═════ Provided data

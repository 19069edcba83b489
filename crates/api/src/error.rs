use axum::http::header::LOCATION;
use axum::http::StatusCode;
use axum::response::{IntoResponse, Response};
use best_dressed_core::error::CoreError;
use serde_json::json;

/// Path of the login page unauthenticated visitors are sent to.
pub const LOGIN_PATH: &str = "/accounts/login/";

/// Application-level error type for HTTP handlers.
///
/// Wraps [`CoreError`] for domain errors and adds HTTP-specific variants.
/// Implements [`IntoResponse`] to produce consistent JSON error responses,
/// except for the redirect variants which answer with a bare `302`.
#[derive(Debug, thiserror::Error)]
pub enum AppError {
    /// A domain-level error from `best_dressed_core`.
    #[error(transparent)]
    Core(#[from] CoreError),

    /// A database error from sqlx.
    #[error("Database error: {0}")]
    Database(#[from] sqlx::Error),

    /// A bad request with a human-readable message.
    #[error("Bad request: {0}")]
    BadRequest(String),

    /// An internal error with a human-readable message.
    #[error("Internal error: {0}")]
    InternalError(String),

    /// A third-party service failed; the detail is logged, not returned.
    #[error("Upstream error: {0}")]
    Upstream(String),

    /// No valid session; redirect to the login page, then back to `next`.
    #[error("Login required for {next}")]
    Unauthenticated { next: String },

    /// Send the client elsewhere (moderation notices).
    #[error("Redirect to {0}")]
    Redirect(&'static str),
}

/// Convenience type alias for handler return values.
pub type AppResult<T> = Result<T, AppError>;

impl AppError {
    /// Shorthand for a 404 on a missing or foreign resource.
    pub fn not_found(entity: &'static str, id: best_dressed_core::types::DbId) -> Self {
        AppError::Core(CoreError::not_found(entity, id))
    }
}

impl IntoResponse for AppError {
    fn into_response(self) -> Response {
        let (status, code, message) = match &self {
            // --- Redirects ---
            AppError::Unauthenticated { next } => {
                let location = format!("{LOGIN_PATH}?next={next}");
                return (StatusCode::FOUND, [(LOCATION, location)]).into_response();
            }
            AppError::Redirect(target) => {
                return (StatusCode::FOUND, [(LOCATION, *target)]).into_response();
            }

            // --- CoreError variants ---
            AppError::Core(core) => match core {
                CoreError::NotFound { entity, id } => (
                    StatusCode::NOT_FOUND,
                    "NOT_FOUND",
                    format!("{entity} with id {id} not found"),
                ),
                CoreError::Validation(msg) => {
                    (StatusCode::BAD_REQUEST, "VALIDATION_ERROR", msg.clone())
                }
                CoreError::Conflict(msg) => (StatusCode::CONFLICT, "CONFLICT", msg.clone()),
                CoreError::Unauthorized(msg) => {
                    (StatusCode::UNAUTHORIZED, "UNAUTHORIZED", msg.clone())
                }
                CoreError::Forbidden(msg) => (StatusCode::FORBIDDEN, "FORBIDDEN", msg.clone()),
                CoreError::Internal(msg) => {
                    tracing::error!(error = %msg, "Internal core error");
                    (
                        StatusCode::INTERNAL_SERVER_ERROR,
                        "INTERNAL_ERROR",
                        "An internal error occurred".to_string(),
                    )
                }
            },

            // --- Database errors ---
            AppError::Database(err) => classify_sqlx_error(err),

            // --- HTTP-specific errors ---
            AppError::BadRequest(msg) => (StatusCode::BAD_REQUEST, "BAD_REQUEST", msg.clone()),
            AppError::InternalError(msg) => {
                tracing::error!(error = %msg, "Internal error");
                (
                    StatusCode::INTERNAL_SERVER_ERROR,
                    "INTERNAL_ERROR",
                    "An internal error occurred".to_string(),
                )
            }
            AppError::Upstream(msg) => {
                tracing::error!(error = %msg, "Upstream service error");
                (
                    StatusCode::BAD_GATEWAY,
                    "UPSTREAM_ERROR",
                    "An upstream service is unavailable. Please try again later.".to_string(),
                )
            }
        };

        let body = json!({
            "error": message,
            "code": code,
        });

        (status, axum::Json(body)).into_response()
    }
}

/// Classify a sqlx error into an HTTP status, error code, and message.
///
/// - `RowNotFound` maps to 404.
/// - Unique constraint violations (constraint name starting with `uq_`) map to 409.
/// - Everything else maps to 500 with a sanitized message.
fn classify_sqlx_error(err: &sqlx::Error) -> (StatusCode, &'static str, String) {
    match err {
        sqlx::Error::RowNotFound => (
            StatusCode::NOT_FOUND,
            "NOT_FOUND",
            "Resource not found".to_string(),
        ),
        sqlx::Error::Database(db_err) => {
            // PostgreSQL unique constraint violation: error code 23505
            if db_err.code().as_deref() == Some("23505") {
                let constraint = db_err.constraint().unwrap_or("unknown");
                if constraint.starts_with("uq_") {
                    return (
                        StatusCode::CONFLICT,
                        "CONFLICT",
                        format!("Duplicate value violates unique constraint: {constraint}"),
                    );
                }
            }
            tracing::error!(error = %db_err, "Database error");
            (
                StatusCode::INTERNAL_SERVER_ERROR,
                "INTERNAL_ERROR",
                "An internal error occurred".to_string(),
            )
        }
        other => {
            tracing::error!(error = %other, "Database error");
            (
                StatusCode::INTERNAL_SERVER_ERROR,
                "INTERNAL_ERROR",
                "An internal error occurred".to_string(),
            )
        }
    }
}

══════════

→ **Assignment**
From the top of the listing above, restate each line word for word up to and including the line with "are sent to."; add nothing else.

→ **Answer space**
repository 19069edcba83b489
filename crates/api/src/error.rs
use axum::http::header::LOCATION;
use axum::http::StatusCode;
use axum::response::{IntoResponse, Response};
use best_dressed_core::error::CoreError;
use serde_json::json;

/// Path of the login page unauthenticated visitors are sent to.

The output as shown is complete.